Only one GPU used with DataParallel

filippobistaffa · January 24, 2020, 11:59am

I have a very simple LSTM model:

class MyLSTM(nn.Module):
    def __init__(self, input_dim, hidden_dim):
        super(MyLSTM,self).__init__()
        self.input_dim = input_dim
        self.hidden_dim = hidden_dim
        self.LSTM = nn.LSTM(input_dim, hidden_dim, batch_first=True)
        self.LNN = nn.Linear(hidden_dim, input_dim)

    def forward(self, i, hc):
        o, _ = self.LSTM(i, hc)
        return self.LNN(o)

which I train with the following code:

params = {'batch_size': args.batch,
          'shuffle': False,
          'drop_last': True}
dataloader = DataLoader(train_set, **params)

if cuda:
    model.cuda()

hidden_dim = n_features
model = MyLSTM(n_features, hidden_dim)

optimizer = torch.optim.Adam(params=model.parameters(), lr=args.lr)
loss_f = nn.MSELoss()

for epoch in range(args.epochs):
    for i, (seq, truth) in enumerate(dataloader):
        model.zero_grad()
        optimizer.zero_grad()
        h = torch.rand(args.batch * hidden_dim).view(1, args.batch, hidden_dim)
        c = torch.rand(args.batch * hidden_dim).view(1, args.batch, hidden_dim)
        output = model(seq, (h, c))
        loss = loss_f(output, truth)
        loss.backward()
        optimizer.step()

This works fine, but now I would like to use DataParallel to train my model on 2 GPUs.
So I changed the above code to:

if cuda:
    if len(gpus) > 1:
        model = nn.DataParallel(model, device_ids=[0,1])
    model.cuda()

Also, it seems that the sizes of the hidden vectors must be adjusted as well:

h = torch.rand(args.batch // n_gpus * hidden_dim).view(1, args.batch // n_gpus, hidden_dim)
c = torch.rand(args.batch // n_gpus * hidden_dim).view(1, args.batch // n_gpus, hidden_dim)

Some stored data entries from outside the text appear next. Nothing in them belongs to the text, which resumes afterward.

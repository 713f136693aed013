use std::collections::HashMap;
use std::fmt;

/// HTTP request methods.
///
/// Routes match on path only; handlers that care about the verb check
/// [`Connection::method`](crate::connection::Connection::method).
#[derive(Debug, Clone, Copy, PartialEq, Eq)]
pub enum Method {
    /// GET - Retrieve a resource
    GET,
    /// POST - Create or submit data
    POST,
    /// PUT - Replace a resource
    PUT,
    /// DELETE - Delete a resource
    DELETE,
    /// HEAD - Like GET but without the response body
    HEAD,
    /// OPTIONS - Describe communication options
    OPTIONS,
    /// PATCH - Partial modification of a resource
    PATCH,
}

/// A parsed HTTP request.
///
/// `path` is the raw request target, query string included. Use
/// [`Request::route_path`] for the part routes are keyed by.
#[derive(Debug, Clone)]
pub struct Request {
    pub method: Method,
    pub path: String,
    pub version: String,
    pub headers: HashMap<String, String>,
    pub body: Vec<u8>,
}

/// Builder for constructing Request objects.
#[derive(Debug, Default)]
pub struct RequestBuilder {
    method: Option<Method>,
    path: Option<String>,
    version: Option<String>,
    headers: HashMap<String, String>,
    body: Vec<u8>,
}

impl Method {
    /// Parses an HTTP method from a string.
    ///
    /// Case-sensitive, as on the wire.
    ///
    /// ```
    /// # use weft::http::request::Method;
    /// assert_eq!(Method::from_str("GET"), Some(Method::GET));
    /// assert_eq!(Method::from_str("get"), None);
    /// ```
    #[allow(clippy::should_implement_trait)]
    pub fn from_str(s: &str) -> Option<Self> {
        match s {
            "GET" => Some(Method::GET),
            "POST" => Some(Method::POST),
            "PUT" => Some(Method::PUT),
            "DELETE" => Some(Method::DELETE),
            "HEAD" => Some(Method::HEAD),
            "OPTIONS" => Some(Method::OPTIONS),
            "PATCH" => Some(Method::PATCH),
            _ => None,
        }
    }

    pub fn as_str(&self) -> &'static str {
        match self {
            Method::GET => "GET",
            Method::POST => "POST",
            Method::PUT => "PUT",
            Method::DELETE => "DELETE",
            Method::HEAD => "HEAD",
            Method::OPTIONS => "OPTIONS",
            Method::PATCH => "PATCH",
        }
    }
}

impl fmt::Display for Method {
    fn fmt(&self, f: &mut fmt::Formatter<'_>) -> fmt::Result {
        f.write_str(self.as_str())
    }
}

impl RequestBuilder {
    pub fn new() -> Self {
        Self::default()
    }

    pub fn method(mut self, method: Method) -> Self {
        self.method = Some(method);
        self
    }

    pub fn path(mut self, path: impl Into<String>) -> Self {
        self.path = Some(path.into());
        self
    }

    pub fn version(mut self, version: impl Into<String>) -> Self {
        self.version = Some(version.into());
        self
    }

    pub fn header(mut self, key: impl Into<String>, value: impl Into<String>) -> Self {
        self.headers.insert(key.into(), value.into());
        self
    }

    pub fn body(mut self, body: impl Into<Vec<u8>>) -> Self {
        self.body = body.into();
        self
    }

    pub fn build(self) -> Result<Request, &'static str> {
        Ok(Request {
            method: self.method.ok_or("method missing")?,
            path: self.path.ok_or("path missing")?,
            version: self.version.unwrap_or_else(|| "HTTP/1.1".to_string()),
            headers: self.headers,
            body: self.body,
        })
    }
}

impl Request {
    /// Retrieves a header value by name.
    ///
    /// Exact match first, then an ASCII case-insensitive scan.
    pub fn header(&self, key: &str) -> Option<&str> {
        self.headers
            .get(key)
            .or_else(|| {
                self.headers
                    .iter()
                    .find(|(k, _)| k.eq_ignore_ascii_case(key))
                    .map(|(_, v)| v)
            })
            .map(|v| v.as_str())
    }

    /// Content-Length as a usize, 0 when missing or not a number.
    pub fn content_length(&self) -> usize {
        self.header("Content-Length")
            .and_then(|v| v.parse().ok())
            .unwrap_or(0)
    }

    /// Media type of the body without parameters, lowercased.
    pub fn content_type(&self) -> Option<String> {
        self.header("Content-Type").map(|v| {
            v.split(';')
                .next()
                .unwrap_or_default()
                .trim()
                .to_ascii_lowercase()
        })
    }

    /// Determines whether the connection should remain open after the response.
    ///
    /// HTTP/1.1 defaults to keep-alive, HTTP/1.0 to close.
    pub fn keep_alive(&self) -> bool {
        match self.header("Connection") {
            Some(v) => v.eq_ignore_ascii_case("keep-alive"),
            None => self.version != "HTTP/1.0",
        }
    }

    /// The request target without its query component.
    pub fn route_path(&self) -> &str {
        match self.path.split_once('?') {
            Some((path, _)) => path,
            None => &self.path,
        }
    }

    /// The raw query component, without the leading `?`.
    pub fn query(&self) -> Option<&str> {
        self.path.split_once('?').map(|(_, query)| query)
    }
}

Now, I face another problem (assuming batch size = 16):

/usr/local/lib/python3.6/dist-packages/torch/nn/modules/loss.py:431: UserWarning: Using a target size (torch.Size([16, 1440, 3969])) that is different to the input size (torch.Size([8, 1440, 3969])). This will likely lead to incorrect results due to broadcasting. Please ensure they have the same size.
  return F.mse_loss(input, target, reduction=self.reduction)
Traceback (most recent call last):
  File "py/train.py", line 144, in <module>
    loss = loss_f(output, truth)
  File "/usr/local/lib/python3.6/dist-packages/torch/nn/modules/module.py", line 532, in __call__
    result = self.forward(*input, **kwargs)
  File "/usr/local/lib/python3.6/dist-packages/torch/nn/modules/loss.py", line 431, in forward
    return F.mse_loss(input, target, reduction=self.reduction)
  File "/usr/local/lib/python3.6/dist-packages/torch/nn/functional.py", line 2215, in mse_loss
    expanded_input, expanded_target = torch.broadcast_tensors(input, target)
  File "/usr/local/lib/python3.6/dist-packages/torch/functional.py", line 52, in broadcast_tensors
    return torch._C._VariableFunctions.broadcast_tensors(tensors)
RuntimeError: The size of tensor a (8) must match the size of tensor b (16) at non-singleton dimension 0

After a bit of digging, it seems that, somehow, only 1 replica of my model is used. That is, each replica correctly receives 1/2 of the batch (batch size = 8), but having only 1 replica, the final output is not 16, but only 8, hence the size mismatch error.
This is confirmed by the fact that, if I put one print(o.size()) inside the forward method of the MyLSTM model, I see only 1 torch.Size([8, T, n_features]), while I would expect 2.

Any idea on the possible causes of this?

filippobistaffa · January 26, 2020, 2:00pm

The problem was caused by the invocation model(seq, (h, c)), by not passing the (h, c) tensors (they will be automatically initialised internally by PyTorch, I assume), the LSTM produces the output of the correct size.